Problem requirements: Run through the records and show each line that includes the string "shared".

(Saved entries)
+++++

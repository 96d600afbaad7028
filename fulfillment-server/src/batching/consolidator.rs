//! 跨订单合并拣货单
//!
//! 以 `(商品标识, 库位)` 为键合并订单行。订单按创建时间从早到晚加入，
//! 因此每行的 `breakdown` 也是分配顺序。

use shared::batch::{ConsolidatedLine, OrderBreakdown};
use shared::order::Order;
use std::collections::HashMap;

/// 合并多个订单的订单行
///
/// 输出行按首次出现顺序排列；路线排序由 [`super::route`] 负责。
pub fn consolidate(orders: &[Order]) -> Vec<ConsolidatedLine> {
    let mut sorted: Vec<&Order> = orders.iter().collect();
    sorted.sort_by_key(|o| o.created_at);

    let mut lines: Vec<ConsolidatedLine> = Vec::new();
    let mut index: HashMap<(String, String), usize> = HashMap::new();

    for order in sorted {
        for item in &order.items {
            let key = (
                item.product_key().to_string(),
                item.storage_location.clone(),
            );
            let slot = *index.entry(key).or_insert_with(|| {
                lines.push(ConsolidatedLine {
                    product_key: item.product_key().to_string(),
                    sku: item.sku.clone(),
                    name: item.name.clone(),
                    unit: item.unit.clone(),
                    ean: item.ean.clone(),
                    storage_location: item.storage_location.clone(),
                    total_quantity: 0,
                    picked_quantity: 0,
                    unit_weight: item.weight,
                    breakdown: Vec::new(),
                });
                lines.len() - 1
            });

            let line = &mut lines[slot];
            line.total_quantity += item.quantity;
            line.picked_quantity += item.picked_quantity.min(item.quantity);
            line.breakdown.push(OrderBreakdown {
                order_id: order.id.clone(),
                line_id: item.line_id.clone(),
                delivery_note_number: order
                    .identifiers
                    .delivery_note_number
                    .clone()
                    .unwrap_or_default(),
                customer_name: order.customer.name.clone(),
                quantity: item.quantity,
            });
        }
    }

    lines
}

#[cfg(test)]
mod tests {
    use super::*;
    use shared::order::{OrderIdentifiers, OrderItem, OrderStatus, Priority};

    fn order(id: &str, created_at: i64, items: Vec<OrderItem>) -> Order {
        Order {
            id: id.into(),
            identifiers: OrderIdentifiers {
                delivery_note_number: Some(format!("DN-{id}")),
                ..Default::default()
            },
            status: OrderStatus::New,
            customer: Default::default(),
            shipping: Default::default(),
            items,
            total: Default::default(),
            net_sales: Default::default(),
            project: Default::default(),
            priority: Priority::Normal,
            batch: None,
            document_date: None,
            shipped_at: None,
            created_at,
            updated_at: created_at,
            version: 1,
        }
    }

    fn at(sku: &str, location: &str, qty: u32) -> OrderItem {
        let mut item = OrderItem::new(format!("{sku}-{location}"), sku, qty);
        item.storage_location = location.into();
        item
    }

    #[test]
    fn test_merges_by_product_and_location() {
        let orders = vec![
            order("b", 20, vec![at("B2", "A01-01-01", 3), at("C3", "B01-01-01", 1)]),
            order("a", 10, vec![at("B2", "A01-01-01", 2)]),
            order("c", 30, vec![at("B2", "A02-01-01", 4)]),
        ];
        let lines = consolidate(&orders);
        assert_eq!(lines.len(), 3);

        let b2 = &lines[0];
        assert_eq!(b2.product_key, "B2");
        assert_eq!(b2.total_quantity, 5);
        // 最早创建的订单在前
        let owners: Vec<_> = b2.breakdown.iter().map(|b| b.order_id.as_str()).collect();
        assert_eq!(owners, vec!["a", "b"]);
        assert_eq!(b2.breakdown[0].delivery_note_number, "DN-a");

        // 同商品不同库位是不同的行
        assert_eq!(lines.iter().filter(|l| l.product_key == "B2").count(), 2);
    }

    #[test]
    fn test_quantity_conservation() {
        let orders = vec![
            order("a", 1, vec![at("A1", "A01-01-01", 3), at("B2", "A01-01-02", 1)]),
            order("b", 2, vec![at("A1", "A01-01-01", 7), at("A1", "A01-01-01", 2)]),
            order("c", 3, vec![at("C3", "", 5)]),
        ];
        let lines = consolidate(&orders);
        for line in &lines {
            assert_eq!(line.breakdown_total(), line.total_quantity);
        }
        let consolidated: u32 = lines.iter().map(|l| l.total_quantity).sum();
        let source: u32 = orders.iter().map(Order::total_quantity).sum();
        assert_eq!(consolidated, source);
    }

    #[test]
    fn test_existing_progress_is_summed() {
        let mut item = at("A1", "A01-01-01", 3);
        item.set_picked(2);
        let lines = consolidate(&[order("a", 1, vec![item]), order("b", 2, vec![at("A1", "A01-01-01", 1)])]);
        assert_eq!(lines[0].picked_quantity, 2);
        assert_eq!(lines[0].outstanding(), 2);
    }
}
//! 外部履约系统数据源
//!
//! [`OrderSource`] 是对账引擎与外部 API 之间的接缝；
//! [`NoBorderClient`] 是 No Border REST API 的 reqwest 实现。
//!
//! # 端点
//!
//! | 操作 | 方法 | 路径 |
//! |------|------|------|
//! | 分页查询待履约订单 | POST | `/sales-orders/search` |
//! | 订单详情 | GET | `/sales-orders/{id}` |
//! | 状态回写 | PUT | `/sales-orders/{id}` |

use async_trait::async_trait;
use base64::Engine;
use base64::engine::general_purpose::STANDARD;
use reqwest::{Client, StatusCode};
use serde::Serialize;
use serde_json::{Value, json};
use shared::order::status_map::{is_ready_for_fulfillment, open_status};
use shared::order::SourceSystem;
use std::time::Duration;

/// 数据源错误
#[derive(Debug, thiserror::Error)]
pub enum SourceError {
    /// 认证失败 (401/403 或未配置凭据)，同一凭据不应重试
    #[error("Authentication failed: {0}")]
    Auth(String),

    /// 超时、连接失败或 5xx
    #[error("Transient upstream failure: {0}")]
    Transient(String),

    /// 其他非成功状态码
    #[error("Upstream returned {status}: {body}")]
    Http { status: u16, body: String },

    #[error("Failed to decode upstream response: {0}")]
    Decode(String),
}

impl SourceError {
    pub fn is_auth(&self) -> bool {
        matches!(self, SourceError::Auth(_))
    }

    fn from_reqwest(e: reqwest::Error) -> Self {
        if e.is_decode() {
            SourceError::Decode(e.to_string())
        } else {
            SourceError::Transient(e.to_string())
        }
    }
}

pub type SourceResult<T> = Result<T, SourceError>;

/// 一页原始记录
#[derive(Debug, Clone, Default)]
pub struct SourcePage {
    pub records: Vec<Value>,
    pub total_count: u64,
    pub has_more: bool,
}

/// 回写到外部系统的状态更新
#[derive(Debug, Clone, PartialEq, Serialize)]
#[serde(rename_all = "camelCase")]
pub struct StatusUpdate {
    pub status: String,
    #[serde(skip_serializing_if = "Vec::is_empty")]
    pub tracking_numbers: Vec<String>,
}

/// 连接测试结果
#[derive(Debug, Clone, Serialize)]
pub struct ConnectionInfo {
    pub base_url: String,
    pub total_available: u64,
}

/// 外部订单数据源
#[async_trait]
pub trait OrderSource: Send + Sync {
    /// 所属外部系统（决定状态词汇）
    fn system(&self) -> SourceSystem;

    /// 获取一页待履约订单（页码从 1 开始）
    async fn fetch_open_orders_page(&self, page: u32, page_size: u32) -> SourceResult<SourcePage>;

    /// 获取单个订单的完整记录
    async fn fetch_order_detail(&self, external_id: &str) -> SourceResult<Value>;

    /// 回写状态
    async fn push_status(&self, external_id: &str, update: &StatusUpdate) -> SourceResult<()>;

    /// 连接测试
    async fn test_connection(&self) -> SourceResult<ConnectionInfo> {
        let page = self.fetch_open_orders_page(1, 1).await?;
        Ok(ConnectionInfo {
            base_url: String::new(),
            total_available: page.total_count,
        })
    }
}

// ============================================================================
// No Border
// ============================================================================

/// 上游单页最大条数
const MAX_PAGE_LIMIT: u32 = 100;

/// No Border REST 客户端
pub struct NoBorderClient {
    client: Client,
    base_url: String,
    /// `Basic <base64>`；未配置凭据时为 `None`
    auth_header: Option<String>,
}

impl std::fmt::Debug for NoBorderClient {
    fn fmt(&self, f: &mut std::fmt::Formatter<'_>) -> std::fmt::Result {
        f.debug_struct("NoBorderClient")
            .field("base_url", &self.base_url)
            .field("has_credentials", &self.auth_header.is_some())
            .finish()
    }
}

impl NoBorderClient {
    pub fn new(
        base_url: impl Into<String>,
        username: Option<&str>,
        password: Option<&str>,
        timeout: Duration,
    ) -> SourceResult<Self> {
        let client = Client::builder()
            .timeout(timeout)
            .build()
            .map_err(|e| SourceError::Transient(format!("Failed to build HTTP client: {e}")))?;

        let auth_header = match (username, password) {
            (Some(user), Some(pass)) if !user.is_empty() => {
                Some(format!("Basic {}", STANDARD.encode(format!("{user}:{pass}"))))
            }
            _ => None,
        };

        Ok(Self {
            client,
            base_url: base_url.into().trim_end_matches('/').to_string(),
            auth_header,
        })
    }

    pub fn base_url(&self) -> &str {
        &self.base_url
    }

    fn auth(&self) -> SourceResult<&str> {
        self.auth_header
            .as_deref()
            .ok_or_else(|| SourceError::Auth("No credentials configured".into()))
    }

    async fn check(response: reqwest::Response) -> SourceResult<reqwest::Response> {
        let status = response.status();
        if status.is_success() {
            return Ok(response);
        }
        let body = response.text().await.unwrap_or_default();
        Err(match status {
            StatusCode::UNAUTHORIZED | StatusCode::FORBIDDEN => {
                SourceError::Auth(format!("{status}: {body}"))
            }
            s if s.is_server_error() || s == StatusCode::TOO_MANY_REQUESTS => {
                SourceError::Transient(format!("{status}: {body}"))
            }
            s => SourceError::Http {
                status: s.as_u16(),
                body,
            },
        })
    }

    async fn search(&self, body: &Value) -> SourceResult<Value> {
        let url = format!("{}/sales-orders/search", self.base_url);
        let response = self
            .client
            .post(&url)
            .header("Authorization", self.auth()?)
            .header("Accept", "application/json")
            .json(body)
            .send()
            .await
            .map_err(SourceError::from_reqwest)?;

        Self::check(response)
            .await?
            .json()
            .await
            .map_err(SourceError::from_reqwest)
    }

    fn status_filter(op: &str, value: Value, page: u32, limit: u32) -> Value {
        json!({
            "filters": [{ "key": "status", "op": op, "value": value }],
            "limit": limit,
            "page": page,
            "sort": [{ "key": "date", "order": "DESC" }],
        })
    }
}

+++++

Written response:
use shared::batch::{ConsolidatedLine, OrderBreakdown};
use shared::order::Order;
    use shared::order::{OrderIdentifiers, OrderItem, OrderStatus, Priority};
use shared::order::status_map::{is_ready_for_fulfillment, open_status};
use shared::order::SourceSystem;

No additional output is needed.